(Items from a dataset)

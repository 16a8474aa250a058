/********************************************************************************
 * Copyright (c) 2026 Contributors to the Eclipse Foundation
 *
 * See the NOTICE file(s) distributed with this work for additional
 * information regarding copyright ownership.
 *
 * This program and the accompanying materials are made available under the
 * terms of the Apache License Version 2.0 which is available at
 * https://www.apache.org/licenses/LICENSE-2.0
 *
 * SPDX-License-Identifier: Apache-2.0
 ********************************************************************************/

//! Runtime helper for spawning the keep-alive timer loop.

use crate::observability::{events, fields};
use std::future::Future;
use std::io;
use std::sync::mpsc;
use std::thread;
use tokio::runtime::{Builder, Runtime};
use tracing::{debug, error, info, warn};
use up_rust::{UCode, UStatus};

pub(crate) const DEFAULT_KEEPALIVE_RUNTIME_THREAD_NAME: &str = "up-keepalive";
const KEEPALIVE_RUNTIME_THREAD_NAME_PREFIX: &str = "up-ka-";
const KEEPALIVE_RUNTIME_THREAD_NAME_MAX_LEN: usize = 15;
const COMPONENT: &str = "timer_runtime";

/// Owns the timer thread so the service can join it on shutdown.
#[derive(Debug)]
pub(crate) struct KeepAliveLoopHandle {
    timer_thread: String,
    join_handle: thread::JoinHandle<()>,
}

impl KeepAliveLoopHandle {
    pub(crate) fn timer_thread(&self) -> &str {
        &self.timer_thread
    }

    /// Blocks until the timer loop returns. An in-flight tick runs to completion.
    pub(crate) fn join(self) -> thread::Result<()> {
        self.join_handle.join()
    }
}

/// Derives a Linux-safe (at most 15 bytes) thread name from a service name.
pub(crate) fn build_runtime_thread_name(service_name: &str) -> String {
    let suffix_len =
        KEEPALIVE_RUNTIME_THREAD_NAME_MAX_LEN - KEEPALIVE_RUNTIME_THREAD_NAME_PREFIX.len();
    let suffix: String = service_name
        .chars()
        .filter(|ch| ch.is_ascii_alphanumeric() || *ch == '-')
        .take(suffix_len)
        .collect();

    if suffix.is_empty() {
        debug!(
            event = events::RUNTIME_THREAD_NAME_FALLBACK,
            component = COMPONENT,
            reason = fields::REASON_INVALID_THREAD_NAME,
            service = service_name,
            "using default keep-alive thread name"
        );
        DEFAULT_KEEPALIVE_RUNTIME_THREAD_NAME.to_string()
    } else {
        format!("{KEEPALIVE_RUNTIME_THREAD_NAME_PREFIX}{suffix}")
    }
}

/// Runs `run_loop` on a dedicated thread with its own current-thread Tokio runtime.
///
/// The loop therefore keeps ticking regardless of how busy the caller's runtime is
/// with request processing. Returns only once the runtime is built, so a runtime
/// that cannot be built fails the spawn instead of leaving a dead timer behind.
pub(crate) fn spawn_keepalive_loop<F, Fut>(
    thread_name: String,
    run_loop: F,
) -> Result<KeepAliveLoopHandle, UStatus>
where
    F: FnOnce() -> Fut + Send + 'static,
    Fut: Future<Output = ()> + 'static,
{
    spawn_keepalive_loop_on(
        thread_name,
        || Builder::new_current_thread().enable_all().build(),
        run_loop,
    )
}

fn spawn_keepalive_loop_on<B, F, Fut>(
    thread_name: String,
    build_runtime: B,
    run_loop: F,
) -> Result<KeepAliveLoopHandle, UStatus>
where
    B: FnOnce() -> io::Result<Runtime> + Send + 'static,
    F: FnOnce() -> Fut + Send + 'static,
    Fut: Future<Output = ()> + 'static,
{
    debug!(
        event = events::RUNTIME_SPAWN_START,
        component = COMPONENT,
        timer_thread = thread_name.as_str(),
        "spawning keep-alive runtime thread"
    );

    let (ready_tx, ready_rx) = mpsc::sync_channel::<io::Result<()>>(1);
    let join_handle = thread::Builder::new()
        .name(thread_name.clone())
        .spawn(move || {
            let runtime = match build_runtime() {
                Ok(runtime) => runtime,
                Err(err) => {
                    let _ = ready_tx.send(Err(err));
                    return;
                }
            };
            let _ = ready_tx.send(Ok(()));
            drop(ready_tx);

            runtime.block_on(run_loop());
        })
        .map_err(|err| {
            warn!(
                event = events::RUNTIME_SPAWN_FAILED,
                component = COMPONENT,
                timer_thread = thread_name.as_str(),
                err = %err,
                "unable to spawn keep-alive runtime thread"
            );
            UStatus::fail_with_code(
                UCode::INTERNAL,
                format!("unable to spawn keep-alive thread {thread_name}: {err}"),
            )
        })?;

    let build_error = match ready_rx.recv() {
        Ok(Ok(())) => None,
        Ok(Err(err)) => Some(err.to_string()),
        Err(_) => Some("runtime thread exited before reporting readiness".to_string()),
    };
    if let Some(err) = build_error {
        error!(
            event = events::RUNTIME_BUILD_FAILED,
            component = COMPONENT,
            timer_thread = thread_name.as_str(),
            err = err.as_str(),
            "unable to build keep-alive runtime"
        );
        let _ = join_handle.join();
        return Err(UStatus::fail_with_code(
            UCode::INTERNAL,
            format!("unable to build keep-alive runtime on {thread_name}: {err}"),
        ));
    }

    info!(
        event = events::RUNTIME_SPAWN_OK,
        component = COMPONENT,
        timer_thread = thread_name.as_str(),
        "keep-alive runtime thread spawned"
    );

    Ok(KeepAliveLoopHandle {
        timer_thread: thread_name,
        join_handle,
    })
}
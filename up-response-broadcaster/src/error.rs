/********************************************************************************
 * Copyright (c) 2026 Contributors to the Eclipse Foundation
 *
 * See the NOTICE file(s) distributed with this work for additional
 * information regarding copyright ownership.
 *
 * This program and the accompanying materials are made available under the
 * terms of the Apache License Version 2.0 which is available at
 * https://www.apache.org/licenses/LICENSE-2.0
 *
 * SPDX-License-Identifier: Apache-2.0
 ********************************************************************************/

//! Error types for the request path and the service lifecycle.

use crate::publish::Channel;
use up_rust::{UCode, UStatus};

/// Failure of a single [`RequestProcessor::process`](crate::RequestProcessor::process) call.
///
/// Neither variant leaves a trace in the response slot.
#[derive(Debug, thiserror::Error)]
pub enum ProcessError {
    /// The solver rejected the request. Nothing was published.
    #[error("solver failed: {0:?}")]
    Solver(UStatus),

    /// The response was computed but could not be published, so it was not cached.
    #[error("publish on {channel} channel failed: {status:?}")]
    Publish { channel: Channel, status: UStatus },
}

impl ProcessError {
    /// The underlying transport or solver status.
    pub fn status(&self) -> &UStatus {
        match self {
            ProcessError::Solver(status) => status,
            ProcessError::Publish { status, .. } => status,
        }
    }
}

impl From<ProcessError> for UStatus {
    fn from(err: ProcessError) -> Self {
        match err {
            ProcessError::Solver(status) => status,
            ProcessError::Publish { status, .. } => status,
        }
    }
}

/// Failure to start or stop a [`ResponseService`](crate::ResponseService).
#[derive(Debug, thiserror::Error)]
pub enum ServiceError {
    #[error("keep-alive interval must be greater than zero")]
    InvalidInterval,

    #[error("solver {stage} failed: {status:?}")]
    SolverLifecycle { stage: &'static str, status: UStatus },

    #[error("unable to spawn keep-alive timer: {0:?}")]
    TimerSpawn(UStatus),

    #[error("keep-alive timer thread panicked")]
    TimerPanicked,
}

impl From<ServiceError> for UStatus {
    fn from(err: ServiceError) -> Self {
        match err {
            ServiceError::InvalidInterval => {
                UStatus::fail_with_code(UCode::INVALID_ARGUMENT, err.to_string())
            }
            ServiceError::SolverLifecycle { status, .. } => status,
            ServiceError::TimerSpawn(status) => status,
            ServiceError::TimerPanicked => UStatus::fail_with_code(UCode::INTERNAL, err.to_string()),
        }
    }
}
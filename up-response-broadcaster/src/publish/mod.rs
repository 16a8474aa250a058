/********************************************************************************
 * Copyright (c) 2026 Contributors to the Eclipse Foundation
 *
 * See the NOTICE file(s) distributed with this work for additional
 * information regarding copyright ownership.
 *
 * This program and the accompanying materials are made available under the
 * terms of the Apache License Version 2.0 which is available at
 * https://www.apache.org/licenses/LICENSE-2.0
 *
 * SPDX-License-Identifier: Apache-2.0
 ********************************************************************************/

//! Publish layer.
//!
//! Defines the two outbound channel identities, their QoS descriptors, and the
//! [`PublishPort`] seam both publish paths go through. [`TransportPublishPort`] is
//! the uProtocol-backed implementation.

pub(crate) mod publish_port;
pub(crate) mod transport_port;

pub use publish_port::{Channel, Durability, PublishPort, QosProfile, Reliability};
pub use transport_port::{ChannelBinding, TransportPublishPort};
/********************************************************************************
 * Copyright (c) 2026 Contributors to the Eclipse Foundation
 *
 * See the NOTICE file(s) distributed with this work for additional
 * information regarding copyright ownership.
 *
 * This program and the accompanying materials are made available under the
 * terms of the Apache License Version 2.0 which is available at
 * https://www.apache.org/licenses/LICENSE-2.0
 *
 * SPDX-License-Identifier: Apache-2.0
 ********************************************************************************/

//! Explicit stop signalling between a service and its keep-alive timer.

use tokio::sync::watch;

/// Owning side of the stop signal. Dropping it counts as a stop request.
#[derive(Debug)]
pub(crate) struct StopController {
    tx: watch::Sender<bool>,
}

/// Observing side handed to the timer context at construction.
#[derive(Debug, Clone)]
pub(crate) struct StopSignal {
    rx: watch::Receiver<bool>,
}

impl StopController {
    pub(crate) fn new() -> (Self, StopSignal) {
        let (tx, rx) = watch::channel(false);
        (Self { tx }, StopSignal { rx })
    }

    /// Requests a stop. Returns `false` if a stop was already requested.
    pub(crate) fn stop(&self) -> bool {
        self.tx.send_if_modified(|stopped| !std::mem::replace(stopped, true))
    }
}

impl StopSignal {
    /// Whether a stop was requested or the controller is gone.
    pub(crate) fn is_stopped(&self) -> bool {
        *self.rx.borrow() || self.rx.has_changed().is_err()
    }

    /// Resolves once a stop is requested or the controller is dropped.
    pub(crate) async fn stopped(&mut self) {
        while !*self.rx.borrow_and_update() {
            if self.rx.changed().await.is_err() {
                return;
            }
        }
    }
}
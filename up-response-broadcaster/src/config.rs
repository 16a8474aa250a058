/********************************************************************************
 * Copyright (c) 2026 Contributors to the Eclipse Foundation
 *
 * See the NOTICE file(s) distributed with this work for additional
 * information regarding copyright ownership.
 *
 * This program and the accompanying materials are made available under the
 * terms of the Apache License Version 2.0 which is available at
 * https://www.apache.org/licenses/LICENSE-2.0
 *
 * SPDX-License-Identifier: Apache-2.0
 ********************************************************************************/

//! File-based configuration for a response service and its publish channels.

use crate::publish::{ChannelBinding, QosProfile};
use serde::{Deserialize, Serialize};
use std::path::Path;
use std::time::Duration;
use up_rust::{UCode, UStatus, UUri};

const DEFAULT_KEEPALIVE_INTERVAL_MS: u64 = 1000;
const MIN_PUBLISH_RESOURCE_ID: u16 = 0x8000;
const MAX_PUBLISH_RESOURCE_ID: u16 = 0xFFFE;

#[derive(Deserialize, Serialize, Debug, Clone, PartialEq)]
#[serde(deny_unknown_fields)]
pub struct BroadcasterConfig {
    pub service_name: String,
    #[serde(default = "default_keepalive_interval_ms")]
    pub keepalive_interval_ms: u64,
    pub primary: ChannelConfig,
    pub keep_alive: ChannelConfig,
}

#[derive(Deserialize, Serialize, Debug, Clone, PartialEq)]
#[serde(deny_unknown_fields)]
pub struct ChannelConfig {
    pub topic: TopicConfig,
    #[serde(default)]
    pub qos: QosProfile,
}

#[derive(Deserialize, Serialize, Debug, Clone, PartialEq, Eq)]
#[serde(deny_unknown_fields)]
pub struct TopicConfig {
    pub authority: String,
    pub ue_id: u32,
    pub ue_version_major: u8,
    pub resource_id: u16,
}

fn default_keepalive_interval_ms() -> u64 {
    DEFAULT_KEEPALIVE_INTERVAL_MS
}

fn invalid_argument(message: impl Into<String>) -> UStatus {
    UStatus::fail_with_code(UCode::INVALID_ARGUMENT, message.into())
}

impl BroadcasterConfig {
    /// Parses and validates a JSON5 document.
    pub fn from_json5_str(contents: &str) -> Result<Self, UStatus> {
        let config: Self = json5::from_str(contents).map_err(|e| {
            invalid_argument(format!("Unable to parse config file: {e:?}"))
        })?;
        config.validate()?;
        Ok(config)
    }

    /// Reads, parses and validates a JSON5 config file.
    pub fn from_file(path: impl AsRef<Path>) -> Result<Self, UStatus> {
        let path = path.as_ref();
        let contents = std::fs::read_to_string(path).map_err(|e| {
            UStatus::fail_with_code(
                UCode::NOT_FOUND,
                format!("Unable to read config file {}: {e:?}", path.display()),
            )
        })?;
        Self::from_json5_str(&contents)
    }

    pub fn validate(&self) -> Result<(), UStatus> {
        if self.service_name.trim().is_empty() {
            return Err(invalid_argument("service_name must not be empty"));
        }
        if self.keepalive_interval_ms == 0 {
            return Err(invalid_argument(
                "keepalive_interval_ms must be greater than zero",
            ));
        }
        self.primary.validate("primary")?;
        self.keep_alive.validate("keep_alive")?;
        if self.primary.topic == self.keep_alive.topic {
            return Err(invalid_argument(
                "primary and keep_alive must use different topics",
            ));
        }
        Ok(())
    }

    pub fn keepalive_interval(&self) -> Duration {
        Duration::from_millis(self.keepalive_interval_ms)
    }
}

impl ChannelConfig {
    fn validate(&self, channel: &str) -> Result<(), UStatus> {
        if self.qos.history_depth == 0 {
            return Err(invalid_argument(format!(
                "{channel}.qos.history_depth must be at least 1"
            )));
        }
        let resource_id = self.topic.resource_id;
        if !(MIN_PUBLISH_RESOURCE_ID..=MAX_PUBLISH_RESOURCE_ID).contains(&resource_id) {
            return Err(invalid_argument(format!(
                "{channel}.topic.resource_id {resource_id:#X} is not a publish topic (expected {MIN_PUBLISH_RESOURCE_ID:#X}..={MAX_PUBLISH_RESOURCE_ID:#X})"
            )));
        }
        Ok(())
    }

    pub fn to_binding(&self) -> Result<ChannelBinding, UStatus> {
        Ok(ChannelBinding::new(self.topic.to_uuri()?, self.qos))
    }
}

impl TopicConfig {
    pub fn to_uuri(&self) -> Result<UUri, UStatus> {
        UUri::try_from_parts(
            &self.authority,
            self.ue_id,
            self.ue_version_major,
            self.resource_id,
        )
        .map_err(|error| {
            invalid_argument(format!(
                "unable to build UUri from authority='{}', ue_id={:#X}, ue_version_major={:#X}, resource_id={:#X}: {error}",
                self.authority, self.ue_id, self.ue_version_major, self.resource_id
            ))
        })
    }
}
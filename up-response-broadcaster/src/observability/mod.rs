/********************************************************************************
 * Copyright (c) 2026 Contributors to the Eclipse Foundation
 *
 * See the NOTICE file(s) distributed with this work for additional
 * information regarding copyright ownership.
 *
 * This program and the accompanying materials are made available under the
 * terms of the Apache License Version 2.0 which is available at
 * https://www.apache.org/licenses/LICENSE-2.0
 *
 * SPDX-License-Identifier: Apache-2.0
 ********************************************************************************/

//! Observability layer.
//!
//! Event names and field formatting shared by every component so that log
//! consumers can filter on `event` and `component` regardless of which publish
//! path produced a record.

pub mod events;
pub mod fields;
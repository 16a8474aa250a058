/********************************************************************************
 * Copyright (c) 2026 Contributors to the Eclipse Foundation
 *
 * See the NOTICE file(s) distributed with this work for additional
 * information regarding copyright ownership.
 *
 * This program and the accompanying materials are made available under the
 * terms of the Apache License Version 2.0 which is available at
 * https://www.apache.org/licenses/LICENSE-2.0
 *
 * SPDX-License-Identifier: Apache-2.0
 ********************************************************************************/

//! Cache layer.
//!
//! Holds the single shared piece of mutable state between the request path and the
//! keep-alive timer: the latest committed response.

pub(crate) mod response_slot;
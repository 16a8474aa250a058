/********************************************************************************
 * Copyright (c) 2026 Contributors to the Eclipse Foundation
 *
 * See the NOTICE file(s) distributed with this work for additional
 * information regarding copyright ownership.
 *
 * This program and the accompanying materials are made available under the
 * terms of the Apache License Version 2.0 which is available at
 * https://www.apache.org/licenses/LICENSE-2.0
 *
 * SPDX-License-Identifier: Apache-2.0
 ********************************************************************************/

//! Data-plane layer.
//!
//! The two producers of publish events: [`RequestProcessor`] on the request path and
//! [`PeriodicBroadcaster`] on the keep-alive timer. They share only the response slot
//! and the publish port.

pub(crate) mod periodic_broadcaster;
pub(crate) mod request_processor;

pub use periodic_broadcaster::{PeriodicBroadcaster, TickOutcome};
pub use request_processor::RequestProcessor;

→ **REQUIRED WORK**: Reproduce exactly the line bearing "only the response slot" and all the lines that come after it in the records above; add nothing.

→ **OUTPUT OF THE EXERCISE**:
//! [`PeriodicBroadcaster`] on the keep-alive timer. They share only the response slot
//! and the publish port.

pub(crate) mod periodic_broadcaster;
pub(crate) mod request_processor;

pub use periodic_broadcaster::{PeriodicBroadcaster, TickOutcome};
pub use request_processor::RequestProcessor;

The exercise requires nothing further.